[Stored items]
------------------------------------
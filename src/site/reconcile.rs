// src/site/reconcile.rs
//
// Delete-then-write reconciliation. The output directory must mirror the
// current descriptor set exactly: pages for removed or deactivated
// listings disappear, and hand-authored files that this pipeline never
// wrote are left alone. The managed namespace is tracked in a manifest
// rather than guessed from directory names.

use crate::errors::BuildError;
use std::collections::BTreeSet;
use std::fs;
use std::path::{Component, Path, PathBuf};

const MANIFEST_FILE: &str = ".build-manifest.json";
const STAGING_DIR: &str = ".staging";

/// A fully rendered page, ready to hit disk.
#[derive(Debug, Clone)]
pub struct RenderedPage {
    /// Relative to the output directory, e.g. `some-slug/index.html`.
    pub path: String,
    pub contents: String,
}

/// Replace the previous build's artifacts with the current page set.
///
/// Order matters for crash safety: everything is staged first, so a
/// failure before the swap leaves the previous good site fully intact.
/// Only once staging is complete does the old managed namespace get
/// deleted and the new files moved into place.
pub fn reconcile(out_dir: &Path, pages: &[RenderedPage]) -> Result<usize, BuildError> {
    fs::create_dir_all(out_dir)
        .map_err(|e| BuildError::OutputIo(format!("create {}: {e}", out_dir.display())))?;

    let staging = out_dir.join(STAGING_DIR);
    if staging.exists() {
        fs::remove_dir_all(&staging)
            .map_err(|e| BuildError::OutputIo(format!("clear staging: {e}")))?;
    }

    // 1. Stage the complete new site.
    for page in pages {
        let target = staging.join(safe_relative(&page.path)?);
        if let Some(parent) = target.parent() {
            fs::create_dir_all(parent)
                .map_err(|e| BuildError::OutputIo(format!("create {}: {e}", parent.display())))?;
        }
        fs::write(&target, &page.contents)
            .map_err(|e| BuildError::OutputIo(format!("stage {}: {e}", page.path)))?;
    }

    // 2. Delete exactly what the previous build wrote.
    let previous = read_manifest(out_dir);
    let mut dirs_to_prune: BTreeSet<PathBuf> = BTreeSet::new();
    for old_path in &previous {
        let Ok(rel) = safe_relative(old_path) else {
            continue;
        };
        let absolute = out_dir.join(&rel);
        if absolute.is_file() {
            fs::remove_file(&absolute)
                .map_err(|e| BuildError::OutputIo(format!("remove {}: {e}", old_path)))?;
        }
        let mut parent = rel.parent();
        while let Some(dir) = parent {
            if !dir.as_os_str().is_empty() {
                dirs_to_prune.insert(dir.to_path_buf());
            }
            parent = dir.parent();
        }
    }
    // Deepest first, so emptied listing directories collapse cleanly.
    for dir in dirs_to_prune.iter().rev() {
        let _ = fs::remove_dir(out_dir.join(dir));
    }

    // 3. Move the staged site into place.
    for page in pages {
        let rel = safe_relative(&page.path)?;
        let target = out_dir.join(&rel);
        if let Some(parent) = target.parent() {
            fs::create_dir_all(parent)
                .map_err(|e| BuildError::OutputIo(format!("create {}: {e}", parent.display())))?;
        }
        fs::rename(staging.join(&rel), &target)
            .map_err(|e| BuildError::OutputIo(format!("place {}: {e}", page.path)))?;
    }
    let _ = fs::remove_dir_all(&staging);

    // 4. Record the new managed namespace for the next run.
    write_manifest(out_dir, pages)?;

    Ok(pages.len())
}

/// Reject absolute paths and parent traversal before touching the
/// filesystem; the manifest is data, not something to trust blindly.
fn safe_relative(path: &str) -> Result<PathBuf, BuildError> {
    let rel = PathBuf::from(path);
    let clean = rel
        .components()
        .all(|c| matches!(c, Component::Normal(_)));
    if path.is_empty() || !clean {
        return Err(BuildError::OutputIo(format!("unsafe output path: {path}")));
    }
    Ok(rel)
}

fn read_manifest(out_dir: &Path) -> Vec<String> {
    let path = out_dir.join(MANIFEST_FILE);
    match fs::read_to_string(&path) {
        Ok(text) => match serde_json::from_str(&text) {
            Ok(paths) => paths,
            Err(e) => {
                eprintln!("⚠️ Build manifest unreadable ({e}), treating output as unmanaged");
                Vec::new()
            }
        },
        Err(_) => Vec::new(),
    }
}

fn write_manifest(out_dir: &Path, pages: &[RenderedPage]) -> Result<(), BuildError> {
    let paths: Vec<&str> = pages.iter().map(|p| p.path.as_str()).collect();
    let json = serde_json::to_string_pretty(&paths)
        .map_err(|e| BuildError::OutputIo(e.to_string()))?;
    fs::write(out_dir.join(MANIFEST_FILE), json)
        .map_err(|e| BuildError::OutputIo(format!("write manifest: {e}")))
}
------------------------------------
### WHAT THE EXERCISE ASKS:
From the records above, extract exactly and only the lines that begin at the line with "to trust blindly." and stop after the line with "fn read_manifest(out_dir: &Path)".

### EXERCISE RESULT:
/// filesystem; the manifest is data, not something to trust blindly.
fn safe_relative(path: &str) -> Result<PathBuf, BuildError> {
    let rel = PathBuf::from(path);
    let clean = rel
        .components()
        .all(|c| matches!(c, Component::Normal(_)));
    if path.is_empty() || !clean {
        return Err(BuildError::OutputIo(format!("unsafe output path: {path}")));
    }
    Ok(rel)
}

fn read_manifest(out_dir: &Path) -> Vec<String> {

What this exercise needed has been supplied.